Fish and Fisheries Products


Appendix Tables



International Urea spot prices remained stable through December 2002, but began to rise in early January 2003, to an average 8 to 16 percent above those in January 2002 It is foreseen that prices will continue to increase especially in the Black Sea due to strong demand from Latin America, Turkey and Europe. China has announced its import quota of 1.8 million tonnes urea for 2003. The quota will probably be released on a quarterly basis. Ninety percent is for state-owned companies and the remainder for private firms. China and Viet Nam are reportedly reluctant to import urea at these increased prices. Brazil has already imported large quantities, but needs further product for February. Brazil might find it difficult to obtain credit at such prices. The anti-dumping duties in Europe on product from the Russian Federation will also contribute to the unviability of sales at such prices. Argentina has technical problems with production plants and prices there remain firm. The domestic demand in Indonesia is rising as January and February are peak application months. Indonesia's export allocation is 60 000 tonnes of urea for the first quarter. In the Baltic Sea region availability is restricted until the second half of February due to adverse weather conditions. In the Arab Gulf prices remain firm or are expected to increase. The domestic market in the United States for top dressing is weak but will become stronger shortly.

Ammonia prices have shown slight fluctuations from November 2002 to January 2003. In the Caribbean, prices have increased and the tight outlook is sustained by the shutdown of the plants in Venezuela. Due to logistical problems ammonia prices have been driven upwards in the Black Sea and the Arab Gulf. In the Far East, plant turnarounds keep the supply tight. Markets in Europe are opening up. Uncertainty about US gas prices contributed to the expectation that the Black Sea prices would remain firm.

International spot prices of ammonium sulphate were some 26 - 46 percent lower in the eastern and western Europe markets in January 2003 compared to the same period in 2002. However, prices are rising in the Black Sea region due to strong domestic demand and exports to the Mediterranean.

Diammonium phosphate (DAP) prices mostly remained stable or strengthened somewhat from December 2002 into early 2003, as rising raw material prices continue to increase the cost of production. The exception was Jordan where prices fell. The United States has commitments to China and is supplying Latin America. In North Africa prices have firmed because of a seasonally strong demand from Europe. Viet Nam is expected to enter the market in the near future. In Mexico, credit problems might lead to lower imports, which might have an unfavourable impact on US exports. The season in the United States is expected to start and demand will be high in March-May.

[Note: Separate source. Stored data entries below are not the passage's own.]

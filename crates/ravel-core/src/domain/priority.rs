//! Priority ranks and named bands.
//!
//! A priority is a rank in `[0, 255]`. Five ranks have names; everything
//! else is a custom rank. Queues order their waiting lists by rank,
//! highest first.

use std::fmt;

use serde::{Deserialize, Serialize};

/// The five named bands, plus `Custom` for every other rank.
#[derive(Debug, Clone, Copy, PartialEq, Eq, Hash, Serialize, Deserialize)]
#[serde(rename_all = "snake_case")]
pub enum Band {
    Unimportant,
    Low,
    Medium,
    High,
    Critical,
    Custom(u8),
}

impl Band {
    /// The rank this band sits at.
    pub fn rank(self) -> u8 {
        match self {
            Band::Unimportant => 0,
            Band::Low => 64,
            Band::Medium => 128,
            Band::High => 192,
            Band::Critical => 255,
            Band::Custom(rank) => rank,
        }
    }
}

/// Ranks of the named bands, ascending. `increase`/`decrease` step along
/// this ladder.
const LADDER: [u8; 5] = [0, 64, 128, 192, 255];

/// A task's rank in the pick order. Total order by the integer.
#[derive(Debug, Clone, Copy, PartialEq, Eq, PartialOrd, Ord, Hash, Serialize, Deserialize)]
#[serde(transparent)]
pub struct Priority(u8);

impl Priority {
    pub const UNIMPORTANT: Priority = Priority(0);
    pub const LOW: Priority = Priority(64);
    pub const MEDIUM: Priority = Priority(128);
    pub const HIGH: Priority = Priority(192);
    pub const CRITICAL: Priority = Priority(255);

    pub fn new(rank: u8) -> Self {
        Priority(rank)
    }

    pub fn rank(self) -> u8 {
        self.0
    }

    /// The named band at this exact rank, or `Custom`.
    pub fn band(self) -> Band {
        match self.0 {
            0 => Band::Unimportant,
            64 => Band::Low,
            128 => Band::Medium,
            192 => Band::High,
            255 => Band::Critical,
            rank => Band::Custom(rank),
        }
    }

    /// Move to the next named band strictly above the current rank.
    /// Saturates at the top: returns whether the rank changed.
    pub fn increase(&mut self) -> bool {
        match LADDER.iter().find(|&&rank| rank > self.0) {
            Some(&rank) => {
                self.0 = rank;
                true
            }
            None => false,
        }
    }

    /// Mirror of [`increase`]: the next named band strictly below,
    /// saturating at zero.
    ///
    /// [`increase`]: Priority::increase
    pub fn decrease(&mut self) -> bool {
        match LADDER.iter().rev().find(|&&rank| rank < self.0) {
            Some(&rank) => {
                self.0 = rank;
                true
            }
            None => false,
        }
    }
}

impl Default for Priority {
    fn default() -> Self {
        Priority::MEDIUM
    }
}

impl From<Band> for Priority {
    fn from(band: Band) -> Self {
        Priority(band.rank())
    }
}

impl fmt::Display for Priority {
    fn fmt(&self, f: &mut fmt::Formatter<'_>) -> fmt::Result {
        match self.band() {
            Band::Unimportant => write!(f, "unimportant"),
            Band::Low => write!(f, "low"),
            Band::Medium => write!(f, "medium"),
            Band::High => write!(f, "high"),
            Band::Critical => write!(f, "critical"),
            Band::Custom(rank) => write!(f, "custom({rank})"),
        }
    }
}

The Russian Federation has shipment problems due to ice but intends to export all DAP produced nationally to Brazil and the United States, while Morocco is supplying India. Demand from Nepal and Pakistan is high.

Prices for triple superphosphate (TSP) remained stable from late 2002 into early 2003 and in January were between 1 percent and 3 percent higher than a year earlier. TSP from Morocco has been sold to Latin America and Europe. European demand is expected to increase in March/April. China plans for a shutdown of its TSP plant, but will later continue supplying Bangladesh.

Latest prices for muriate of potash (MOP) have decreased between 1 percent and 4 percent compared to the same period in 2002. Substantial imports by China are keeping prices stable. In the Far East market prices are firm. Demand is starting again in Europe and the United States in the coming weeks for spring season planting. Canada is supplying Europe, Latin America and China. In Turkey MOP prices are continuing to rise. The Russian Federation is delivering large amounts of MOP to South Africa.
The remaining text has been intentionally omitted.